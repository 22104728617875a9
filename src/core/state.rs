use crate::core::session::LogStreamSession;
use crate::domain::model::{FormMode, LogBuffer, Theme};

/// Everything the viewer needs to draw a frame.
#[derive(Debug)]
pub struct ViewState {
    session: LogStreamSession,
    theme: Theme,
}

impl ViewState {
    pub fn new(theme: Theme) -> Self {
        Self {
            session: LogStreamSession::new(FormMode::default()),
            theme,
        }
    }

    pub fn session(&self) -> &LogStreamSession {
        &self.session
    }

    pub(crate) fn session_mut(&mut self) -> &mut LogStreamSession {
        &mut self.session
    }

    /// Swaps in the session of a new build; the previous log goes with it.
    pub(crate) fn replace_session(&mut self, session: LogStreamSession) {
        self.session = session;
    }

    pub fn buffer(&self) -> &LogBuffer {
        self.session.buffer()
    }

    pub fn in_progress(&self) -> bool {
        self.session.is_open()
    }

    pub fn theme(&self) -> Theme {
        self.theme
    }

    pub fn toggle_theme(&mut self) -> Theme {
        self.theme = self.theme.toggle();
        self.theme
    }
}

impl Default for ViewState {
    fn default() -> Self {
        Self::new(Theme::default())
    }
}

#[cfg(test)]
mod tests {
    use super::*;
    use crate::core::session::SessionState;

    #[test]
    fn test_new_state_is_idle() {
        let state = ViewState::default();
        assert_eq!(state.session().state(), SessionState::Idle);
        assert!(!state.in_progress());
        assert!(state.buffer().is_empty());
    }

    #[test]
    fn test_toggle_theme_does_not_touch_log() {
        let mut state = ViewState::new(Theme::Dark);
        let mut session = LogStreamSession::new(FormMode::Strict);
        session.connect();
        session.on_line("Step 1/3".to_string());
        state.replace_session(session);

        assert_eq!(state.toggle_theme(), Theme::Light);
        assert_eq!(state.toggle_theme(), Theme::Dark);
        assert_eq!(state.buffer().lines(), ["Step 1/3"]);
        assert!(state.in_progress());
    }
}
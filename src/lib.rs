pub mod adapters;
pub mod config;
pub mod core;
pub mod domain;
pub mod utils;

#[cfg(feature = "cli")]
pub use config::cli::CliConfig;
pub use config::RunnerConfig;

pub use adapters::{http::HttpBuildClient, storage::LocalStorage};
pub use core::{form::InputForm, runner::BuildRunner, viewer::LogViewer};
pub use utils::error::{Result, RunnerError};
// Domain layer: build request/log models and the ports the runner talks through.

pub mod model;
pub mod ports;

**WORK ORDER**
A single number is expected: how many lines in the entries above hold the word "impl".

**ANSWER TO THIS PROBLEM**
2